Ottawa sanctionne de nouveaux responsables russes pour la déportation d’enfants ukrainiens
Le Canada a annoncé lundi de nouvelles sanctions contre des responsables et organisations russes accusés d’être impliqués dans la déportation et le transfert forcé d’enfants ukrainiens depuis le début de la guerre en Ukraine.
Lors d’une réunion de la Coalition internationale pour le rapatriement des enfants ukrainiens à Bruxelles, la ministre canadienne des Affaires étrangères, Anita Anand, a indiqué que 23 personnes et cinq entités supplémentaires étaient visées par ces mesures.
Selon Affaires mondiales Canada, les sanctions ciblent notamment des responsables liés à la déportation illégale, au transfert forcé, à l’endoctrinement et à la militarisation d’enfants ukrainiens en Russie et dans des territoires ukrainiens occupés.
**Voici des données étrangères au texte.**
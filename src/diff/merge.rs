//! Desired-state merging.
//!
//! A dry-run `apply` of an existing resource leaves out fields the cluster
//! only sets on creation, while a dry-run `create` includes them. Merging
//! the create preview into the apply preview recovers those fields; the
//! correction pass then trims arrays the merge made longer than the live
//! document's.

use serde_json::Value;

/// Deep-merges `content` into `target`.
///
/// - Objects: keys missing from `target` are added; values present in both
///   are merged recursively when both are the same kind of container,
///   otherwise `content` wins unless it is `null`.
/// - Arrays: merged by position. An element present in both is merged if
///   the target element is a container, otherwise replaced by a non-null
///   content element. Extra content elements are appended.
/// - Anything else (mismatched kinds at the top level) leaves `target`
///   unchanged.
pub fn merge_into(target: &mut Value, content: &Value) {
    match (target, content) {
        (Value::Object(target), Value::Object(content)) => {
            for (key, content_value) in content {
                match target.get_mut(key) {
                    Some(existing) => merge_property(existing, content_value),
                    None => {
                        target.insert(key.clone(), content_value.clone());
                    }
                }
            }
        }
        (Value::Array(target), Value::Array(content)) => {
            for (index, content_item) in content.iter().enumerate() {
                match target.get_mut(index) {
                    Some(existing) => {
                        if is_container(existing) {
                            merge_into(existing, content_item);
                        } else if !content_item.is_null() {
                            *existing = content_item.clone();
                        }
                    }
                    None => target.push(content_item.clone()),
                }
            }
        }
        _ => {}
    }
}

fn merge_property(existing: &mut Value, content: &Value) {
    let same_container = matches!(
        (&*existing, content),
        (Value::Object(_), Value::Object(_)) | (Value::Array(_), Value::Array(_))
    );

    if same_container {
        merge_into(existing, content);
    } else if !content.is_null() {
        *existing = content.clone();
    }
}

const fn is_container(value: &Value) -> bool {
    matches!(value, Value::Object(_) | Value::Array(_))
}

/// Trims arrays in `merged` to the length of the corresponding arrays in
/// `live`.
///
/// The walk follows `live`: objects by the live document's keys, arrays by
/// index up to the live length. Elements are dropped by position only;
/// their content is not compared.
pub fn truncate_arrays_to(merged: &mut Value, live: &Value) {
    match live {
        Value::Object(live) => {
            for (key, live_value) in live {
                if let Some(merged_value) = merged.get_mut(key.as_str()) {
                    truncate_arrays_to(merged_value, live_value);
                }
            }
        }
        Value::Array(live) => {
            if let Value::Array(merged) = merged {
                merged.truncate(live.len());
                for (merged_item, live_item) in merged.iter_mut().zip(live) {
                    truncate_arrays_to(merged_item, live_item);
                }
            }
        }
        _ => {}
    }
}

/// Builds the corrected desired-state document.
///
/// Starts from the apply preview, merges in the create preview, and, when
/// the resource exists, trims merged arrays to the live lengths.
#[must_use]
pub fn desired_state(applied: &Value, template: &Value, live: Option<&Value>) -> Value {
    let mut desired = applied.clone();
    merge_into(&mut desired, template);
    if let Some(live) = live {
        truncate_arrays_to(&mut desired, live);
    }
    desired
}
//! Client for the external cluster tool.
//!
//! Every invocation shares the same executable, working directory and
//! execution host. Invocations that read a descriptor's manifest go through
//! [`KubectlClient::run_with_manifest`], which materializes the manifest,
//! passes it with `--filename` and removes it again whatever the outcome.

use std::path::{Path, PathBuf};
use std::sync::Arc;

use tokio_util::sync::CancellationToken;
use tracing::{debug, warn};

use crate::config::{ResourceDescriptor, ToolConfig};
use crate::error::Result;
use crate::host::{ExecutionHost, LocalHost, SshHost};
use crate::materialize::Materializer;
use crate::process::{CaptureSink, Completion, ExecutionRequest, LineSink, ProcessRunner};

/// Builds the execution host described by a tool configuration.
#[must_use]
pub fn host_for(tool: &ToolConfig) -> Arc<dyn ExecutionHost> {
    match &tool.remote {
        Some(remote) => {
            Arc::new(SshHost::new(&remote.host).with_options(remote.options.iter().cloned()))
        }
        None => match tool.shell {
            Some(shell) => Arc::new(LocalHost::with_shell(shell)),
            None => Arc::new(LocalHost::new()),
        },
    }
}

/// Client for the external cluster tool.
#[derive(Debug, Clone)]
pub struct KubectlClient {
    /// Process runner bound to the execution host.
    runner: ProcessRunner,
    /// Writes transient manifests on the same host.
    materializer: Materializer,
    /// Executable name or path.
    executable: String,
    /// Working directory for every invocation.
    working_dir: PathBuf,
    /// `--dry-run` flag used for previews.
    dry_run_arg: &'static str,
}

impl KubectlClient {
    /// Creates a client.
    #[must_use]
    pub fn new(
        runner: ProcessRunner,
        materializer: Materializer,
        executable: impl Into<String>,
        working_dir: impl Into<PathBuf>,
    ) -> Self {
        Self {
            runner,
            materializer,
            executable: executable.into(),
            working_dir: working_dir.into(),
            dry_run_arg: "--dry-run",
        }
    }

    /// Creates a client from a tool configuration.
    ///
    /// Relative directories are resolved against `base`.
    #[must_use]
    pub fn from_config(tool: &ToolConfig, base: &Path) -> Self {
        let host = host_for(tool);
        let materializer = Materializer::new(
            Arc::clone(&host),
            tool.resolve_scratch_dir(base),
            tool.api_version.clone(),
        );

        Self::new(
            ProcessRunner::new(host),
            materializer,
            tool.executable.clone(),
            tool.resolve_working_dir(base),
        )
        .with_dry_run_arg(tool.dry_run_arg())
    }

    /// Sets the `--dry-run` flag used for previews.
    #[must_use]
    pub const fn with_dry_run_arg(mut self, arg: &'static str) -> Self {
        self.dry_run_arg = arg;
        self
    }

    /// Returns the process runner.
    #[must_use]
    pub const fn runner(&self) -> &ProcessRunner {
        &self.runner
    }

    /// Returns the manifest materializer.
    #[must_use]
    pub const fn materializer(&self) -> &Materializer {
        &self.materializer
    }

    /// Returns the executable name.
    #[must_use]
    pub fn executable(&self) -> &str {
        &self.executable
    }

    /// Returns the `--dry-run` flag used for previews.
    #[must_use]
    pub const fn dry_run_arg(&self) -> &'static str {
        self.dry_run_arg
    }

    /// Starts a request for the tool with no arguments.
    #[must_use]
    pub fn request(&self) -> ExecutionRequest {
        ExecutionRequest::new(&self.executable, &self.working_dir)
    }

    /// Runs `<verb> <add_args…> --filename <manifest> <verb_args…>`.
    ///
    /// The manifest exists only while the command runs.
    ///
    /// # Errors
    ///
    /// Returns an error if the manifest cannot be written or the command
    /// fails. Failing to remove the manifest afterwards is only logged.
    pub async fn run_with_manifest<S: LineSink + ?Sized>(
        &self,
        verb: &str,
        descriptor: &ResourceDescriptor,
        verb_args: &[&str],
        sink: &mut S,
        cancel: &CancellationToken,
    ) -> Result<Completion> {
        let document = self.materializer.materialize(descriptor).await?;

        let request = self
            .request()
            .arg(verb)
            .args(&descriptor.add_args)
            .arg("--filename")
            .arg(document.path().to_string_lossy())
            .args(verb_args.iter().copied());

        let result = self.runner.run(&request, sink, cancel, None).await;

        let path = document.path().to_path_buf();
        match document.cleanup().await {
            Ok(()) => debug!("Removed manifest {}", path.display()),
            Err(e) => warn!("Failed to remove manifest {}: {e}", path.display()),
        }

        result
    }

    /// Same as [`run_with_manifest`](Self::run_with_manifest), returning
    /// the captured stdout.
    ///
    /// # Errors
    ///
    /// Same as [`run_with_manifest`](Self::run_with_manifest).
    pub async fn capture_with_manifest(
        &self,
        verb: &str,
        descriptor: &ResourceDescriptor,
        verb_args: &[&str],
        cancel: &CancellationToken,
    ) -> Result<String> {
        let mut sink = CaptureSink::new();
        self.run_with_manifest(verb, descriptor, verb_args, &mut sink, cancel)
            .await?;
        Ok(sink.into_captured())
    }

    /// Runs a request built from [`request`](Self::request) and returns its
    /// captured stdout.
    ///
    /// # Errors
    ///
    /// Returns an error if the command fails or is cancelled.
    pub async fn capture(&self, request: &ExecutionRequest, cancel: &CancellationToken) -> Result<String> {
        self.runner.capture(request, cancel).await
    }
}

#[cfg(all(test, unix))]
pub(crate) mod tests {
    use super::*;
    use crate::process::ShellFlavor;
    use std::os::unix::fs::PermissionsExt;
    use tempfile::TempDir;

    /// Line written after each recorded call. No test passes it as an argument.
    pub(crate) const END_OF_CALL: &str = "=== end of call ===";

    /// Writes an executable fake tool script and returns a client using it.
    ///
    /// The script appends its arguments, one per line followed by
    /// [`END_OF_CALL`], to `calls.log` in the temp directory, copies any
    /// `--filename` manifest to `last-manifest.yaml`, then runs `body`.
    pub(crate) fn fake_client(temp: &TempDir, body: &str) -> KubectlClient {
        let script = temp.path().join("fake-kubectl");
        let log = temp.path().join("calls.log");
        let manifest_copy = temp.path().join("last-manifest.yaml");
        let contents = format!(
            "#!/bin/sh\n\
             for a in \"$@\"; do printf '%s\\n' \"$a\" >> '{log}'; done\n\
             echo '{end}' >> '{log}'\n\
             prev=''\n\
             for a in \"$@\"; do\n\
               if [ \"$prev\" = '--filename' ]; then cp \"$a\" '{copy}'; fi\n\
               prev=\"$a\"\n\
             done\n\
             {body}\n",
            log = log.display(),
            copy = manifest_copy.display(),
            end = END_OF_CALL,
        );
        std::fs::write(&script, contents).expect("Failed to write fake tool");
        std::fs::set_permissions(&script, std::fs::Permissions::from_mode(0o755))
            .expect("Failed to mark fake tool executable");

        let host: Arc<dyn ExecutionHost> = Arc::new(LocalHost::with_shell(ShellFlavor::Posix));
        let materializer = Materializer::new(Arc::clone(&host), temp.path().join("scratch"), "apps/v1");
        KubectlClient::new(
            ProcessRunner::new(host),
            materializer,
            script.to_string_lossy(),
            temp.path().join("work"),
        )
    }

    /// Returns the recorded invocations, one argument list per call.
    pub(crate) fn recorded_calls(temp: &TempDir) -> Vec<Vec<String>> {
        let log = std::fs::read_to_string(temp.path().join("calls.log")).unwrap_or_default();
        let mut calls = Vec::new();
        let mut current = Vec::new();
        for line in log.lines() {
            if line == END_OF_CALL {
                calls.push(std::mem::take(&mut current));
            } else {
                current.push(line.to_string());
            }
        }
        calls
    }

    fn descriptor() -> ResourceDescriptor {
        let mut descriptor = ResourceDescriptor::new("deployment", "default", "web", "replicas: 3");
        descriptor.add_args = vec![String::from("--context"), String::from("staging")];
        descriptor
    }

    #[tokio::test]
    async fn test_manifest_invocation_shape() {
        let temp = TempDir::new().expect("Failed to create temp dir");
        let client = fake_client(&temp, "echo '{}'");

        let output = client
            .capture_with_manifest("apply", &descriptor(), &["--output", "json"], &CancellationToken::new())
            .await
            .expect("invocation failed");

        assert_eq!(output.trim(), "{}");

        let calls = recorded_calls(&temp);
        assert_eq!(calls.len(), 1);
        let args = &calls[0];
        assert_eq!(&args[..3], ["apply", "--context", "staging"]);
        assert_eq!(args[3], "--filename");
        assert!(args[4].contains("scripts"));
        assert_eq!(&args[5..], ["--output", "json"]);

        let manifest = std::fs::read_to_string(temp.path().join("last-manifest.yaml"))
            .expect("manifest was not passed");
        assert!(manifest.starts_with("apiVersion: apps/v1\n"));
        assert!(!Path::new(&args[4]).exists(), "manifest must be removed");
    }

    #[tokio::test]
    async fn test_double_dash_argument_stays_in_one_call() {
        let temp = TempDir::new().expect("Failed to create temp dir");
        let client = fake_client(&temp, "true");
        let request = client.request().args(["get", "--namespace", "default", "--", "deployment", "web"]);

        client
            .capture(&request, &CancellationToken::new())
            .await
            .expect("invocation failed");

        let calls = recorded_calls(&temp);
        assert_eq!(calls.len(), 1);
        assert_eq!(calls[0], ["get", "--namespace", "default", "--", "deployment", "web"]);
    }

    #[tokio::test]
    async fn test_manifest_removed_on_failure() {
        let temp = TempDir::new().expect("Failed to create temp dir");
        let client = fake_client(&temp, "exit 4");

        let err = client
            .capture_with_manifest("apply", &descriptor(), &[], &CancellationToken::new())
            .await
            .expect_err("should fail");
        assert!(err.to_string().contains("exited with code 4"));

        let calls = recorded_calls(&temp);
        assert!(!Path::new(&calls[0][4]).exists(), "manifest must be removed");
    }

    #[test]
    fn test_host_for_remote() {
        let mut tool = ToolConfig::default();
        assert_eq!(host_for(&tool).host_type(), "local");

        tool.remote = Some(crate::config::RemoteConfig {
            host: String::from("deploy@box"),
            options: vec![],
        });
        assert_eq!(host_for(&tool).host_type(), "ssh");
    }
}
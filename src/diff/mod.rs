//! Desired-state computation and drift detection.
//!
//! This module decides whether a resource needs converging:
//! - [`merge`] builds the desired document from the two dry-run previews
//! - [`differ`] compares it against the live document
//! - [`compare`] ties both to a descriptor and its collected state

mod differ;
mod merge;

pub use differ::{diff_documents, diff_values, Difference, COMPARED_SECTIONS, EXISTS_PATH};
pub use merge::{desired_state, merge_into, truncate_arrays_to};

use crate::config::ResourceDescriptor;
use crate::snapshot::CollectedState;

/// Compares a descriptor against the state collected for it.
///
/// When the descriptor's existence flag disagrees with the cluster, a single
/// existence difference is returned and nothing else is inspected. A
/// resource that should not exist and does not has no differences.
#[must_use]
pub fn compare(descriptor: &ResourceDescriptor, state: &CollectedState) -> Vec<Difference> {
    if descriptor.exists != state.exists {
        return vec![Difference::existence(descriptor.exists, state.exists)];
    }

    if !descriptor.exists {
        return Vec::new();
    }

    let snapshot = &state.snapshot;
    let live = snapshot.normalized_actual.as_ref();
    let desired = desired_state(&snapshot.normalized_applied, &snapshot.normalized_template, live);

    match live {
        Some(live) => diff_documents(&desired, live),
        None => diff_documents(&desired, &serde_json::Value::Null),
    }
}
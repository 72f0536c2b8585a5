//! CLI command definitions.
//!
//! This module defines all CLI commands and their arguments using clap.

use clap::{Parser, Subcommand};
use std::path::PathBuf;

/// kube-ensure - Keep Kubernetes resources in their declared state.
#[derive(Parser, Debug)]
#[command(name = "kube-ensure")]
#[command(author, version, about, long_about = None)]
#[command(propagate_version = true)]
pub struct Cli {
    /// Path to the configuration file.
    #[arg(short, long, global = true, env = "KUBE_ENSURE_CONFIG")]
    pub config: Option<PathBuf>,

    /// Enable verbose output.
    #[arg(short, long, global = true)]
    pub verbose: bool,

    /// Output format (text, json).
    #[arg(long, global = true, default_value = "text")]
    pub output: OutputFormat,

    /// Subcommand to execute.
    #[command(subcommand)]
    pub command: Commands,
}

/// Available CLI commands.
#[derive(Subcommand, Debug)]
pub enum Commands {
    /// Validate the configuration.
    Validate {
        /// Show all warnings, not just errors.
        #[arg(short, long)]
        warnings: bool,
    },

    /// Print the manifests that would be passed to the tool.
    Render {
        /// Only resources with this name.
        name: Option<String>,
    },

    /// Compare configured resources with the cluster without changing it.
    Diff {
        /// Only resources with this name.
        name: Option<String>,

        /// Exit with an error when drift is found.
        #[arg(long)]
        exit_code: bool,
    },

    /// Converge drifted resources.
    Apply {
        /// Only resources with this name.
        name: Option<String>,

        /// Skip confirmation prompt.
        #[arg(short, long)]
        yes: bool,

        /// Continue on errors.
        #[arg(long)]
        continue_on_error: bool,
    },

    /// Wait for configured resource conditions.
    Await {
        /// Only waits on resources with this name.
        name: Option<String>,
    },
}

/// Output format options.
#[derive(Debug, Clone, Copy, Default, clap::ValueEnum)]
pub enum OutputFormat {
    /// Human-readable text output.
    #[default]
    Text,
    /// JSON output for scripting.
    Json,
}

impl Cli {
    /// Parses CLI arguments from the command line.
    #[must_use]
    pub fn parse_args() -> Self {
        Self::parse()
    }
}
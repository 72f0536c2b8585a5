//! Output formatting for CLI commands.
//!
//! This module provides formatting utilities for displaying
//! information to the user in various formats.

use colored::Colorize;
use std::fmt::Write;
use tabled::{Table, Tabled};

use crate::config::{EnsureConfig, ValidationResult};
use crate::converge::ConvergenceAction;
use crate::reconciler::{DriftReport, ReconciliationResult, ResourceReport};
use crate::watch::{WaitReport, WatchOutcome};

use super::commands::OutputFormat;

/// Output formatter for CLI.
#[derive(Debug)]
pub struct OutputFormatter {
    /// Output format.
    format: OutputFormat,
}

/// Difference row for table display.
#[derive(Tabled)]
struct DifferenceRow {
    #[tabled(rename = "Resource")]
    resource: String,
    #[tabled(rename = "Path")]
    path: String,
    #[tabled(rename = "Expected")]
    expected: String,
    #[tabled(rename = "Actual")]
    actual: String,
}

/// Resource row for table display.
#[derive(Tabled)]
struct ResourceRow {
    #[tabled(rename = "Resource")]
    resource: String,
    #[tabled(rename = "Status")]
    status: String,
    #[tabled(rename = "Action")]
    action: String,
}

/// Wait row for table display.
#[derive(Tabled)]
struct WaitRow {
    #[tabled(rename = "Wait")]
    wait: String,
    #[tabled(rename = "Outcome")]
    outcome: String,
}

/// Maximum width of a value in the difference table.
const MAX_VALUE_WIDTH: usize = 40;

impl OutputFormatter {
    /// Creates a new output formatter.
    #[must_use]
    pub const fn new(format: OutputFormat) -> Self {
        Self { format }
    }

    /// Formats a validation summary.
    #[must_use]
    pub fn format_validation(
        &self,
        config: &EnsureConfig,
        result: &ValidationResult,
        show_warnings: bool,
    ) -> String {
        match self.format {
            OutputFormat::Json => {
                let json = serde_json::json!({
                    "valid": result.is_valid(),
                    "resources": config.resources.len(),
                    "waits": config.waits.len(),
                    "warnings": result.warnings,
                });
                serde_json::to_string_pretty(&json).unwrap_or_default()
            }
            OutputFormat::Text => {
                let mut output = format!("{} Configuration is valid!\n", "✓".green());

                if show_warnings && !result.warnings.is_empty() {
                    let _ = write!(output, "\n{} Warnings:\n", "⚠".yellow());
                    for warning in &result.warnings {
                        let _ = writeln!(output, "   - {warning}");
                    }
                }

                output.push_str("\nConfiguration summary:\n");
                let _ = writeln!(output, "   Executable: {}", config.tool.executable);
                let _ = writeln!(output, "   Resources: {}", config.resources.len());
                let _ = writeln!(output, "   Waits: {}", config.waits.len());
                if let Some(remote) = &config.tool.remote {
                    let _ = writeln!(output, "   Remote host: {}", remote.host);
                }

                output
            }
        }
    }

    /// Formats rendered manifests, each paired with its description.
    #[must_use]
    pub fn format_manifests(&self, manifests: &[(String, String)]) -> String {
        match self.format {
            OutputFormat::Json => {
                let json: Vec<serde_json::Value> = manifests
                    .iter()
                    .map(|(resource, manifest)| {
                        serde_json::json!({ "resource": resource, "manifest": manifest })
                    })
                    .collect();
                serde_json::to_string_pretty(&json).unwrap_or_default()
            }
            OutputFormat::Text => {
                let mut output = String::new();
                for (resource, manifest) in manifests {
                    let _ = writeln!(output, "---\n# {resource}");
                    output.push_str(manifest);
                }
                output
            }
        }
    }

    /// Formats a drift report.
    #[must_use]
    pub fn format_drift(&self, report: &DriftReport) -> String {
        match self.format {
            OutputFormat::Json => serde_json::to_string_pretty(report).unwrap_or_default(),
            OutputFormat::Text => {
                if report.is_converged() {
                    return format!(
                        "{} No drift detected - {} resource(s) in sync.\n",
                        "✓".green(),
                        report.total_resources
                    );
                }

                let mut output = format!("{} Drift detected:\n\n", "⚠".yellow());
                output.push_str(&Self::difference_table(&report.resources));
                let _ = write!(
                    output,
                    "\n{}/{} resources have drifted.\n",
                    report.drifted_resources.len(),
                    report.total_resources
                );
                output
            }
        }
    }

    /// Formats a reconciliation result.
    #[must_use]
    pub fn format_reconciliation(&self, result: &ReconciliationResult) -> String {
        match self.format {
            OutputFormat::Json => serde_json::to_string_pretty(result).unwrap_or_default(),
            OutputFormat::Text => {
                let status = if result.success {
                    format!("{} Reconciliation successful", "✓".green())
                } else {
                    format!("{} Reconciliation failed", "✗".red())
                };

                let mut output = format!("{status}\n\n");

                let rows: Vec<ResourceRow> = result
                    .resources
                    .iter()
                    .map(|r| ResourceRow {
                        resource: r.resource.clone(),
                        status: Self::format_resource_status(r),
                        action: r.action.map_or_else(
                            || "none".dimmed().to_string(),
                            Self::format_action,
                        ),
                    })
                    .collect();
                if !rows.is_empty() {
                    output.push_str(&Table::new(rows).to_string());
                    output.push('\n');
                }

                let _ = write!(
                    output,
                    "\nApplied: {}, replaced: {}, deleted: {}, unchanged: {}\n",
                    result.applied.to_string().green(),
                    result.replaced.to_string().yellow(),
                    result.deleted.to_string().red(),
                    result.unchanged
                );

                if !result.errors.is_empty() {
                    let _ = write!(output, "\n{} Errors:\n", "⚠".yellow());
                    for error in &result.errors {
                        let _ = writeln!(output, "   - {error}");
                    }
                }

                output
            }
        }
    }

    /// Formats wait outcomes.
    #[must_use]
    pub fn format_waits(&self, reports: &[WaitReport]) -> String {
        match self.format {
            OutputFormat::Json => serde_json::to_string_pretty(reports).unwrap_or_default(),
            OutputFormat::Text => {
                if reports.is_empty() {
                    return String::from("No waits configured.\n");
                }
                let rows: Vec<WaitRow> = reports
                    .iter()
                    .map(|r| WaitRow {
                        wait: r.wait.clone(),
                        outcome: Self::format_outcome(r.outcome),
                    })
                    .collect();
                let mut output = Table::new(rows).to_string();
                output.push('\n');
                output
            }
        }
    }

    /// Builds the table of differences for drifted resources.
    fn difference_table(resources: &[ResourceReport]) -> String {
        let rows: Vec<DifferenceRow> = resources
            .iter()
            .flat_map(|r| {
                r.differences.iter().map(|d| DifferenceRow {
                    resource: r.resource.clone(),
                    path: d.path.clone(),
                    expected: Self::truncate(&d.expected, MAX_VALUE_WIDTH),
                    actual: Self::truncate(&d.actual, MAX_VALUE_WIDTH),
                })
            })
            .collect();

        let mut table = Table::new(rows).to_string();
        table.push('\n');
        table
    }

    /// Formats a resource's final status with color.
    fn format_resource_status(report: &ResourceReport) -> String {
        if !report.has_drift() {
            "in sync".green().to_string()
        } else if report.desired_exists != report.exists {
            if report.exists {
                "unwanted".red().to_string()
            } else {
                "missing".yellow().to_string()
            }
        } else {
            format!("{} difference(s)", report.differences.len())
                .yellow()
                .to_string()
        }
    }

    /// Formats a convergence action with color.
    fn format_action(action: ConvergenceAction) -> String {
        match action {
            ConvergenceAction::Apply => "~apply".green().to_string(),
            ConvergenceAction::Replace => "!replace".yellow().to_string(),
            ConvergenceAction::Delete { .. } => format!("-{action}").red().to_string(),
        }
    }

    /// Formats a watch outcome with color.
    fn format_outcome(outcome: WatchOutcome) -> String {
        match outcome {
            WatchOutcome::Matched => "matched".green().to_string(),
            WatchOutcome::Cancelled => "cancelled".yellow().to_string(),
            WatchOutcome::Failed { exit_code } => format!(
                "failed (exit code {})",
                crate::error::format_exit_code(exit_code)
            )
            .red()
            .to_string(),
        }
    }

    /// Truncates a string to a maximum number of characters, on one line.
    fn truncate(s: &str, max_len: usize) -> String {
        let flat = s.split_whitespace().collect::<Vec<_>>().join(" ");
        if flat.chars().count() <= max_len {
            flat
        } else {
            let kept: String = flat.chars().take(max_len.saturating_sub(3)).collect();
            format!("{kept}...")
        }
    }
}

#[cfg(test)]
mod tests {
    use super::*;
    use crate::diff::Difference;

    fn report(differences: Vec<Difference>) -> ResourceReport {
        ResourceReport {
            resource: String::from("deployment default::web"),
            desired_exists: true,
            exists: true,
            differences,
            action: None,
            display_spec: None,
        }
    }

    #[test]
    fn test_truncate_flattens_and_shortens() {
        assert_eq!(OutputFormatter::truncate("{\n  \"a\": 1\n}", 40), "{ \"a\": 1 }");
        assert_eq!(OutputFormatter::truncate("abcdefghij", 6), "abc...");
    }

    #[test]
    fn test_drift_json_lists_differences() {
        let drift = DriftReport {
            has_drift: true,
            drifted_resources: vec![String::from("deployment default::web")],
            total_resources: 1,
            resources: vec![report(vec![Difference {
                path: String::from("spec.replicas"),
                expected: String::from("3"),
                actual: String::from("1"),
            }])],
            checked_at: chrono::Utc::now(),
        };

        let output = OutputFormatter::new(OutputFormat::Json).format_drift(&drift);
        let parsed: serde_json::Value = serde_json::from_str(&output).expect("invalid json");

        assert_eq!(parsed["has_drift"], true);
        assert_eq!(parsed["resources"][0]["differences"][0]["path"], "spec.replicas");
    }

    #[test]
    fn test_drift_text_contains_paths() {
        colored::control::set_override(false);
        let drift = DriftReport {
            has_drift: true,
            drifted_resources: vec![String::from("deployment default::web")],
            total_resources: 1,
            resources: vec![report(vec![Difference::existence(true, false)])],
            checked_at: chrono::Utc::now(),
        };

        let output = OutputFormatter::new(OutputFormat::Text).format_drift(&drift);

        assert!(output.contains("Drift detected"));
        assert!(output.contains("exists"));
        assert!(output.contains("1/1 resources have drifted"));
    }

    #[test]
    fn test_wait_json_flattens_outcome() {
        let reports = vec![WaitReport {
            wait: String::from("Wait for Complete"),
            outcome: WatchOutcome::Failed { exit_code: Some(1) },
        }];

        let output = OutputFormatter::new(OutputFormat::Json).format_waits(&reports);
        let parsed: serde_json::Value = serde_json::from_str(&output).expect("invalid json");

        assert_eq!(parsed[0]["outcome"], "failed");
        assert_eq!(parsed[0]["exit_code"], 1);
    }
}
Parmi les personnalités déjà sanctionnées par Ottawa figure Maria Lvova-Belova, accusée par la Cour pénale internationale d’avoir participé à ces transferts d’enfants.
Le gouvernement canadien affirme que des milliers d’enfants ukrainiens ont été déplacés depuis l’invasion russe de 2014. Selon Ottawa, environ 2 100 enfants ont jusqu’à présent pu être rapatriés.
Le Canada, coprésident de la coalition internationale sur ce dossier, appelle Moscou à permettre le retour immédiat des enfants auprès de leurs familles et communautés.
Depuis 2014, Ottawa a imposé des sanctions à plus de 3 400 personnes et entités liées à la guerre menée par la Russie contre l’Ukraine.